A few minutes later I went into my parents’ room to ask a question. Everything became clear. She had two dresses (freshly dry cleaned) hanging from the bed frame and over on the windowsill was our black cat Max. (And no, he should not be trusted alone in a room with two dresses exposed. To him they might as well be the stairway to heaven.)
If I were the sort of person to jump to conclusions, that whole situation could have played out very differently. Here’s the truth about people though: a lot of them do tend to jump to conclusions. I tend to come from a rare breed–the ones who want to gather all the information they can before making a conclusion. I know it must be rare because people comment on it all the time.
I don’t think I need to explain to you how you can use context in your story.
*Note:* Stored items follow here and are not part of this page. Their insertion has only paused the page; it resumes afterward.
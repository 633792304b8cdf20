//! Error types for model construction and parsing.

use thiserror::Error;

/// Errors raised while building or parsing model values.
#[derive(Error, Debug, Clone, PartialEq, Eq)]
pub enum ModelError {
    /// Text is not a day-first date literal.
    #[error("invalid date literal '{0}': expected dd.mm.yyyy")]
    InvalidDate(String),

    /// Day/month/year combination does not exist on the calendar.
    #[error("date out of range: {0}")]
    DateOutOfRange(String),

    /// Unknown enum literal (status, role, severity).
    #[error("unknown {kind}: {value}")]
    UnknownVariant { kind: &'static str, value: String },
}

/// Result type alias for model operations.
pub type Result<T> = std::result::Result<T, ModelError>;
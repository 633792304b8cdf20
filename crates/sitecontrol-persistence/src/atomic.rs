//! Atomic file operations for crash-safe snapshots.

use std::fs;
use std::io::Write;
use std::path::Path;

use crate::error::{PersistenceError, Result};

/// Writes `data` to `path` via a temp file in the same directory and a
/// rename, so readers never observe a half-written snapshot.
///
/// Missing parent directories are created.
pub fn atomic_write(path: &Path, data: &[u8]) -> Result<()> {
    let dir = match path.parent() {
        Some(parent) if !parent.as_os_str().is_empty() => parent,
        _ => Path::new("."),
    };

    if !dir.exists() {
        fs::create_dir_all(dir).map_err(|source| PersistenceError::DirectoryError {
            path: dir.to_path_buf(),
            source,
        })?;
    }

    let write_err = |source| PersistenceError::WriteError {
        path: path.to_path_buf(),
        source,
    };

    let mut temp_file = tempfile::NamedTempFile::new_in(dir).map_err(write_err)?;
    temp_file.write_all(data).map_err(write_err)?;
    temp_file.as_file().sync_all().map_err(write_err)?;
    temp_file.persist(path).map_err(|e| write_err(e.error))?;

    Ok(())
}

/// Serializes `value` as pretty JSON and writes it atomically.
pub fn atomic_write_json<T: serde::Serialize>(path: &Path, value: &T) -> Result<()> {
    let json = serde_json::to_string_pretty(value)?;
    atomic_write(path, json.as_bytes())
}

/// Reads and deserializes JSON from a file.
pub fn read_json<T: serde::de::DeserializeOwned>(path: &Path) -> Result<T> {
    let data = fs::read_to_string(path).map_err(|source| PersistenceError::ReadError {
        path: path.to_path_buf(),
        source,
    })?;
    Ok(serde_json::from_str(&data)?)
}

/// Reads JSON from a file, returning None if the file doesn't exist.
pub fn read_json_optional<T: serde::de::DeserializeOwned>(path: &Path) -> Result<Option<T>> {
    if !path.exists() {
        return Ok(None);
    }
    read_json(path).map(Some)
}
Some of the most infamous pieces of literature are centered around characters taking things out of context, or miscommunication.
Now, to be honest, stories about miscommunication can be infuriating. But as a writer, I have to recognize that people take things out of context all the time. It’s human nature. (Yes, even I do it.) One of the coolest things about human beings is that we can take information, process it, find patterns, and come to conclusions. Our brains are pretty neat. But no one is omnipotent. And we like for things to be wrapped up neatly. So, even if we don’t have all the information, we try to wrap up what we do know and that’s where we get into trouble.
Misunderstanding is part of life and it can be really fun to play with as an author (as long as you don’t torment your reader. Please don’t do that). In fact, I think there is nothing that can so powerfully show the different backgrounds of two people then how they may understand the same statement in two completely different ways. That’s the kind of misunderstanding I want to play with: the kind that reveals more about my characters.